Problem details => In the listing below, the lines from the first through the one with "let trend = trend_of(&macd);" are to be copied word for word.

****************

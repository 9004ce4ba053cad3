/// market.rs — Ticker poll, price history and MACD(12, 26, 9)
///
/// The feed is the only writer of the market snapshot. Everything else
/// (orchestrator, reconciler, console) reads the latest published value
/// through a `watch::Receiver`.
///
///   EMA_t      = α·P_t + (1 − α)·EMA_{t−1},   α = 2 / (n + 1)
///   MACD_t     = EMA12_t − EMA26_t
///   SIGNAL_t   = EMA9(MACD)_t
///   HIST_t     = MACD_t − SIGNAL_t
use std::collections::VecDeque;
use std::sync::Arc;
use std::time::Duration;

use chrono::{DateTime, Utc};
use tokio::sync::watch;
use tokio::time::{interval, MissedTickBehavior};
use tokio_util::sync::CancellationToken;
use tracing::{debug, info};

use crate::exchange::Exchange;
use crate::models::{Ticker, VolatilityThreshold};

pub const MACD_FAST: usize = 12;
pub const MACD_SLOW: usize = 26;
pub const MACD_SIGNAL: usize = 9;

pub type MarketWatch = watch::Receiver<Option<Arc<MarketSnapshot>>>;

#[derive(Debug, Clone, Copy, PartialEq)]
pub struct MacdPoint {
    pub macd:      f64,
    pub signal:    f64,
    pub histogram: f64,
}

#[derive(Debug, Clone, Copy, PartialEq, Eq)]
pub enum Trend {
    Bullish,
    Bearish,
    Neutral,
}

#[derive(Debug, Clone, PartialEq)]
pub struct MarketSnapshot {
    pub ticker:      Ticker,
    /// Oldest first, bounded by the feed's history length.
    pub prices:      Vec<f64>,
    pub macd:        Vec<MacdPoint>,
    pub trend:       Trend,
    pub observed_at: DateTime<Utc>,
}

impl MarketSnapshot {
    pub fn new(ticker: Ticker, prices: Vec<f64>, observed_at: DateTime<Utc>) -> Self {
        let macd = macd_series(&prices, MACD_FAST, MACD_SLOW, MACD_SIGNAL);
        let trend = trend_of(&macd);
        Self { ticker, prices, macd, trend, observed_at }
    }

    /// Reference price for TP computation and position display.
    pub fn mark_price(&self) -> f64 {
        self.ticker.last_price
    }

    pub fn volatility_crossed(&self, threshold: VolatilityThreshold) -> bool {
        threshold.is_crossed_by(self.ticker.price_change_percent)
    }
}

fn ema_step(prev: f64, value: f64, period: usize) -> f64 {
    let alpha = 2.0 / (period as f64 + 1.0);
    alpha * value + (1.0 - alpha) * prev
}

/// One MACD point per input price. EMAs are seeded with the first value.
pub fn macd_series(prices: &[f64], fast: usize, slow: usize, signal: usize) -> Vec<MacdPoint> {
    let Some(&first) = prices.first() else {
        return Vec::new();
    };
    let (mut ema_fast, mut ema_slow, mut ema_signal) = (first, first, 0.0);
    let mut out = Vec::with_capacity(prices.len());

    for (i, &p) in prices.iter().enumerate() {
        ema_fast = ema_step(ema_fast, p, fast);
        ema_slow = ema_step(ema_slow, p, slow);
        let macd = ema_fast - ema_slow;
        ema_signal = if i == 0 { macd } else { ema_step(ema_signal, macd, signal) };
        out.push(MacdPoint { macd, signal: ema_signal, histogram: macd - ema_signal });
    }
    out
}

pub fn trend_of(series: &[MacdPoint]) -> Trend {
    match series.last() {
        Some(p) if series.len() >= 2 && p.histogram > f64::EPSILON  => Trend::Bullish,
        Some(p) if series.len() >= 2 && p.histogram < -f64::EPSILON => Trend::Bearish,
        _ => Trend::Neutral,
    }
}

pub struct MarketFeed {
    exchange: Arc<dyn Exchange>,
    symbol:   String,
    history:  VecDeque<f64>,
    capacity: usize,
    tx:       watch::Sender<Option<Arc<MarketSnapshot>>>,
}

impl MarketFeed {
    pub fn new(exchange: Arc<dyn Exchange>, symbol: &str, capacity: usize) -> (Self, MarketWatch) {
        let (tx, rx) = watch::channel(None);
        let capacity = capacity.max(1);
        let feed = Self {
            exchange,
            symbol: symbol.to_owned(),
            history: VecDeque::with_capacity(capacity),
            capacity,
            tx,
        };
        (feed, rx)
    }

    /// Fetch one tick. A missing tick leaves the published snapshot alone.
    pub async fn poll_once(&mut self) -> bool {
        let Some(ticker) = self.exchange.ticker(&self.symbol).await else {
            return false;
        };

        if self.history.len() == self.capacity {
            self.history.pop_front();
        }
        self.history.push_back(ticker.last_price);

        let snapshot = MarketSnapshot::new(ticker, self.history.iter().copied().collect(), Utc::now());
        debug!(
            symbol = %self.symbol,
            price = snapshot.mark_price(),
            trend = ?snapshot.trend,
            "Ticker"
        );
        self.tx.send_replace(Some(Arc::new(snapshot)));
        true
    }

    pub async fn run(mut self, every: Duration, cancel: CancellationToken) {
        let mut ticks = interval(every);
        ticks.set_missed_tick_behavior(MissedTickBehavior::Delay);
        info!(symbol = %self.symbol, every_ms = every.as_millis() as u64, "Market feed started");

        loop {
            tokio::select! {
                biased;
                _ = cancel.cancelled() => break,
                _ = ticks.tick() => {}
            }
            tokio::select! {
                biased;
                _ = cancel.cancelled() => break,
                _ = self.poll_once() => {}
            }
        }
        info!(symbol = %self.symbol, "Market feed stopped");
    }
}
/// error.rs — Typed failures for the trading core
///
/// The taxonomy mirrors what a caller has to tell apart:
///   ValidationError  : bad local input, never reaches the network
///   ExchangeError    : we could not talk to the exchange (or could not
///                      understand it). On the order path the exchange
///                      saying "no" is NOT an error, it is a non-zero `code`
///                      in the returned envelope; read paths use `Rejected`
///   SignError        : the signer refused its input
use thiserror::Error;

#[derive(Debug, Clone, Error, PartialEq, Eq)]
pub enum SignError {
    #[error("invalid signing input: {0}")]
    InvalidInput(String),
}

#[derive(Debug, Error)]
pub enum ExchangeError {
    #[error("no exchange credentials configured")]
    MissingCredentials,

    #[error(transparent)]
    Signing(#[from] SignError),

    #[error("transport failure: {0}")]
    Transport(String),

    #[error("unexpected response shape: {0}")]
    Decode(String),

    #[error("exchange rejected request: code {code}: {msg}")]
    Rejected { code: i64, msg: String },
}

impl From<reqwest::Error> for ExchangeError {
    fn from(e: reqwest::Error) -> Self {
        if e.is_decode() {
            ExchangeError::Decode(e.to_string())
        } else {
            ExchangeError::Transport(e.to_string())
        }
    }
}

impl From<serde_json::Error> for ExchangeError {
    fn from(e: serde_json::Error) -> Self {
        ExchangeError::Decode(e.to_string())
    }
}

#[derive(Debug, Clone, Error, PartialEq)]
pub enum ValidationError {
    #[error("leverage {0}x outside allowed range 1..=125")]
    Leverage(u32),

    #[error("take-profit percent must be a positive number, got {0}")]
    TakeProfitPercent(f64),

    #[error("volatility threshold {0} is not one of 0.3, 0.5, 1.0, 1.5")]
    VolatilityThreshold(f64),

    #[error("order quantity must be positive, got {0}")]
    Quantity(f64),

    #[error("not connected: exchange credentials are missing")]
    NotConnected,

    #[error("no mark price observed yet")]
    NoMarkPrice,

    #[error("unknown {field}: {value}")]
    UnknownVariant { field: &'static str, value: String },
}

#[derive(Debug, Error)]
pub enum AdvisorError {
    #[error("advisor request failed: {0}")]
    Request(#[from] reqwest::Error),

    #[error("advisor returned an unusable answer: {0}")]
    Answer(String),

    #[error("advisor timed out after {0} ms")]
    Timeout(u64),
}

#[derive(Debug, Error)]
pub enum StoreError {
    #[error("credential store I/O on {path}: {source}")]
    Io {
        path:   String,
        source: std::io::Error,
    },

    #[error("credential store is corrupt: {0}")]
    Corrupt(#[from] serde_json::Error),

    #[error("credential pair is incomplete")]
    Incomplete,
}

****************

Expected answer =>
repository 9004ce4ba053cad3
/// market.rs — Ticker poll, price history and MACD(12, 26, 9)
///
/// The feed is the only writer of the market snapshot. Everything else
/// (orchestrator, reconciler, console) reads the latest published value
/// through a `watch::Receiver`.
///
///   EMA_t      = α·P_t + (1 − α)·EMA_{t−1},   α = 2 / (n + 1)
///   MACD_t     = EMA12_t − EMA26_t
///   SIGNAL_t   = EMA9(MACD)_t
///   HIST_t     = MACD_t − SIGNAL_t
use std::collections::VecDeque;
use std::sync::Arc;
use std::time::Duration;

use chrono::{DateTime, Utc};
use tokio::sync::watch;
use tokio::time::{interval, MissedTickBehavior};
use tokio_util::sync::CancellationToken;
use tracing::{debug, info};

use crate::exchange::Exchange;
use crate::models::{Ticker, VolatilityThreshold};

pub const MACD_FAST: usize = 12;
pub const MACD_SLOW: usize = 26;
pub const MACD_SIGNAL: usize = 9;

pub type MarketWatch = watch::Receiver<Option<Arc<MarketSnapshot>>>;

#[derive(Debug, Clone, Copy, PartialEq)]
pub struct MacdPoint {
    pub macd:      f64,
    pub signal:    f64,
    pub histogram: f64,
}

#[derive(Debug, Clone, Copy, PartialEq, Eq)]
pub enum Trend {
    Bullish,
    Bearish,
    Neutral,
}

#[derive(Debug, Clone, PartialEq)]
pub struct MarketSnapshot {
    pub ticker:      Ticker,
    /// Oldest first, bounded by the feed's history length.
    pub prices:      Vec<f64>,
    pub macd:        Vec<MacdPoint>,
    pub trend:       Trend,
    pub observed_at: DateTime<Utc>,
}

impl MarketSnapshot {
    pub fn new(ticker: Ticker, prices: Vec<f64>, observed_at: DateTime<Utc>) -> Self {
        let macd = macd_series(&prices, MACD_FAST, MACD_SLOW, MACD_SIGNAL);
        let trend = trend_of(&macd);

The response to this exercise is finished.